+++ DATA FOR PROCESSING +++

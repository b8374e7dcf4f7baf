//! Request validation and normalization.
//!
//! Raw bodies pass through two stages: bytes to [`ExtractParams`] (shape
//! checks), then [`normalize`] (defaults, bounds, method fallback). Every
//! malformed-input shape maps to one deterministic [`ApiError`].

use keywords::{ExtractOptions, Method};
use serde::Deserialize;
use serde_json::Value;

use crate::server::error::ApiError;

/// Default number of keywords when the caller does not ask for one.
pub const DEFAULT_TOP_N: usize = 10;

/// Upper bound on `top_n` for single-method extraction.
pub const EXTRACT_TOP_N_CAP: usize = 50;

/// Upper bound on `top_n` for the all-methods comparison.
pub const COMPARE_TOP_N_CAP: usize = 30;

/// Minimum length of `text` after trimming, in characters.
pub const MIN_TEXT_CHARS: usize = 10;

/// Default diversity when the caller does not supply one.
pub const DEFAULT_DIVERSITY: f64 = 0.5;

/// Raw fields of an extraction request body.
#[derive(Debug, Default, Deserialize)]
pub struct ExtractParams {
    pub text: Option<String>,
    pub method: Option<String>,
    pub top_n: Option<f64>,
    pub diversity: Option<f64>,
}

/// A validated, normalized extraction request.
#[derive(Debug, Clone, PartialEq)]
pub struct ExtractionRequest {
    pub text: String,
    pub method: Method,
    pub top_n: usize,
    pub diversity: f64,
}

impl ExtractionRequest {
    /// Backend options for this request.
    pub fn options(&self) -> ExtractOptions {
        ExtractOptions::new(self.top_n).with_diversity(self.diversity)
    }
}

/// Parse raw body bytes into [`ExtractParams`].
///
/// An empty or non-object body counts as a missing payload; bytes that are
/// not JSON keep the original contract's 500 status (see [`ApiError`]).
pub fn parse_params(body: &[u8]) -> Result<ExtractParams, ApiError> {
    if body.is_empty() {
        return Err(ApiError::MissingText);
    }
    let value: Value = serde_json::from_slice(body).map_err(|_| ApiError::MalformedBody)?;
    if !value.is_object() {
        return Err(ApiError::MissingText);
    }
    serde_json::from_value(value).map_err(|_| ApiError::InvalidBody)
}

/// Validate and normalize request fields.
///
/// `cap` is the endpoint-specific upper bound on `top_n`. Unknown method
/// names fall back to the documented default instead of erroring.
pub fn normalize(params: ExtractParams, cap: usize) -> Result<ExtractionRequest, ApiError> {
    let text = params.text.ok_or(ApiError::MissingText)?;
    let text = text.trim().to_string();
    if text.chars().count() < MIN_TEXT_CHARS {
        return Err(ApiError::TextTooShort);
    }

    let method = match params.method.as_deref() {
        None => Method::default(),
        Some(name) => Method::parse(name).unwrap_or_else(|| {
            tracing::debug!(requested = name, "unknown method, using default");
            Method::default()
        }),
    };

    let top_n = clamp_top_n(params.top_n, cap);
    let diversity = params.diversity.unwrap_or(DEFAULT_DIVERSITY).clamp(0.0, 1.0);

    Ok(ExtractionRequest {
        text,
        method,
        top_n,
        diversity,
    })
}

fn clamp_top_n(requested: Option<f64>, cap: usize) -> usize {
    let requested = requested.unwrap_or(DEFAULT_TOP_N as f64);
    // f64-to-i64 casts truncate and saturate, so huge values clamp cleanly
    (requested as i64).clamp(1, cap as i64) as usize
}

+++

*WORK ITEM:* Word for word, write out every record in the listing.

*SOLUTION BELOW:*
repository b8374e7dcf4f7baf
//! Request validation and normalization.
//!
//! Raw bodies pass through two stages: bytes to [`ExtractParams`] (shape
//! checks), then [`normalize`] (defaults, bounds, method fallback). Every
//! malformed-input shape maps to one deterministic [`ApiError`].

use keywords::{ExtractOptions, Method};
use serde::Deserialize;
use serde_json::Value;

use crate::server::error::ApiError;

/// Default number of keywords when the caller does not ask for one.
pub const DEFAULT_TOP_N: usize = 10;

/// Upper bound on `top_n` for single-method extraction.
pub const EXTRACT_TOP_N_CAP: usize = 50;

/// Upper bound on `top_n` for the all-methods comparison.
pub const COMPARE_TOP_N_CAP: usize = 30;

/// Minimum length of `text` after trimming, in characters.
pub const MIN_TEXT_CHARS: usize = 10;

/// Default diversity when the caller does not supply one.
pub const DEFAULT_DIVERSITY: f64 = 0.5;

/// Raw fields of an extraction request body.
#[derive(Debug, Default, Deserialize)]
pub struct ExtractParams {
    pub text: Option<String>,
    pub method: Option<String>,
    pub top_n: Option<f64>,
    pub diversity: Option<f64>,
}

/// A validated, normalized extraction request.
#[derive(Debug, Clone, PartialEq)]
pub struct ExtractionRequest {
    pub text: String,
    pub method: Method,
    pub top_n: usize,
    pub diversity: f64,
}

impl ExtractionRequest {
    /// Backend options for this request.
    pub fn options(&self) -> ExtractOptions {
        ExtractOptions::new(self.top_n).with_diversity(self.diversity)
    }
}

/// Parse raw body bytes into [`ExtractParams`].
///
/// An empty or non-object body counts as a missing payload; bytes that are
/// not JSON keep the original contract's 500 status (see [`ApiError`]).
pub fn parse_params(body: &[u8]) -> Result<ExtractParams, ApiError> {
    if body.is_empty() {
        return Err(ApiError::MissingText);
    }
    let value: Value = serde_json::from_slice(body).map_err(|_| ApiError::MalformedBody)?;
    if !value.is_object() {
        return Err(ApiError::MissingText);
    }
    serde_json::from_value(value).map_err(|_| ApiError::InvalidBody)
}

/// Validate and normalize request fields.
///
/// `cap` is the endpoint-specific upper bound on `top_n`. Unknown method
/// names fall back to the documented default instead of erroring.
pub fn normalize(params: ExtractParams, cap: usize) -> Result<ExtractionRequest, ApiError> {
    let text = params.text.ok_or(ApiError::MissingText)?;
    let text = text.trim().to_string();
    if text.chars().count() < MIN_TEXT_CHARS {
        return Err(ApiError::TextTooShort);
    }

    let method = match params.method.as_deref() {
        None => Method::default(),
        Some(name) => Method::parse(name).unwrap_or_else(|| {
            tracing::debug!(requested = name, "unknown method, using default");
            Method::default()
        }),
    };

    let top_n = clamp_top_n(params.top_n, cap);
    let diversity = params.diversity.unwrap_or(DEFAULT_DIVERSITY).clamp(0.0, 1.0);

    Ok(ExtractionRequest {
        text,
        method,
        top_n,
        diversity,
    })
}

fn clamp_top_n(requested: Option<f64>, cap: usize) -> usize {
    let requested = requested.unwrap_or(DEFAULT_TOP_N as f64);
    // f64-to-i64 casts truncate and saturate, so huge values clamp cleanly
    (requested as i64).clamp(1, cap as i64) as usize
}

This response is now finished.